* _Activity_:
Below are the records; collect from them each line containing the string "RuleNotFound".

* _Stored records_:
=== Begin Enclosure ===

use thiserror::Error;

#[derive(Error, Debug)]
pub enum AppError {
    #[error("Database error: {0}")] Database(#[from] sea_orm::DbErr),

    #[error("Storage error: {0}")] Storage(String),

    #[error("Serialization error: {0}")] Serialization(#[from] serde_json::Error),

    #[error("Validation error: {0}")] Validation(String),

    #[error("Invalid address")]
    InvalidAddress,

    #[error("Entity not found: {0}")] EntityNotFound(String),

    #[error("Rule not found: {0}")] RuleNotFound(i64),

    #[error("External API error: {0}")] External(String),

    #[error("Notification error: {0}")] Notification(String),

    #[error("Configuration error: {0}")] Config(String),
}

/// Outcome of fetching one entity during a poll cycle.
///
/// Kept `Clone` so a single batch failure can be reported against every entity of the batch.
#[derive(Error, Debug, Clone, PartialEq)]
pub enum PollError {
    #[error("credential rejected with status {0}")] Credential(u16),

    #[error("all {0} credentials exhausted")] CredentialsExhausted(usize),

    #[error("transport error: {0}")] Transport(String),

    #[error("upstream returned status {0}")] Upstream(u16),

    #[error("malformed response: {0}")] Parse(String),

    #[error("no data returned")]
    Missing,

    #[error("unsupported entity: {0}")] Unsupported(String),
}

impl PollError {
    /// 401/403/429-class failures that rotation can recover from.
    pub fn is_credential(&self) -> bool {
        matches!(self, PollError::Credential(_))
    }

    pub fn is_exhaustion(&self) -> bool {
        matches!(self, PollError::CredentialsExhausted(_))
    }
}

impl From<reqwest::Error> for PollError {
    fn from(err: reqwest::Error) -> Self {
        if err.is_decode() {
            PollError::Parse(err.to_string())
        } else {
            PollError::Transport(err.to_string())
        }
    }
}

#[derive(serde::Serialize)]
pub struct ErrorResponse {
    pub error: ErrorDetail,
}

#[derive(serde::Serialize)]
pub struct ErrorDetail {
    pub code: String,
    pub message: String,
    #[serde(skip_serializing_if = "Option::is_none")]
    pub field: Option<String>,
}

impl AppError {
    pub fn to_error_response(&self) -> ErrorResponse {
        let (code, message, field) = match self {
            AppError::Database(e) => ("DATABASE_ERROR", e.to_string(), None),
            AppError::Storage(msg) => ("STORAGE_ERROR", msg.clone(), None),
            AppError::Serialization(e) => ("SERIALIZATION_ERROR", e.to_string(), None),
            AppError::Validation(msg) => ("VALIDATION_ERROR", msg.clone(), None),
            AppError::InvalidAddress =>
                (
                    "INVALID_ADDRESS",
                    "Invalid address format".to_string(),
                    Some("address".to_string()),
                ),
            AppError::EntityNotFound(id) =>
                ("ENTITY_NOT_FOUND", format!("Entity not found: {}", id), None),
            AppError::RuleNotFound(id) =>
                ("RULE_NOT_FOUND", format!("Rule not found: {}", id), None),
            AppError::External(msg) => ("EXTERNAL_ERROR", msg.clone(), None),
            AppError::Notification(msg) => ("NOTIFICATION_ERROR", msg.clone(), None),
            AppError::Config(msg) => ("CONFIG_ERROR", msg.clone(), None),
        };

        ErrorResponse {
            error: ErrorDetail {
                code: code.to_string(),
                message,
                field,
            },
        }
    }
}

impl axum::response::IntoResponse for AppError {
    fn into_response(self) -> axum::response::Response {
        let status = match &self {
            AppError::EntityNotFound(_) | AppError::RuleNotFound(_) => {
                axum::http::StatusCode::NOT_FOUND
            }
            AppError::Validation(_) | AppError::InvalidAddress => {
                axum::http::StatusCode::BAD_REQUEST
            }
            AppError::External(_) => {
                axum::http::StatusCode::BAD_GATEWAY
            }
            _ => axum::http::StatusCode::INTERNAL_SERVER_ERROR,
        };

        let response = self.to_error_response();
        (status, axum::Json(response)).into_response()
    }
}

pub type Result<T> = std::result::Result<T, AppError>;

pub type PollResult<T> = std::result::Result<T, PollError>;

=== End Enclosure ===

* _Your solution_:
    #[error("Rule not found: {0}")] RuleNotFound(i64),
            AppError::RuleNotFound(id) =>
            AppError::EntityNotFound(_) | AppError::RuleNotFound(_) => {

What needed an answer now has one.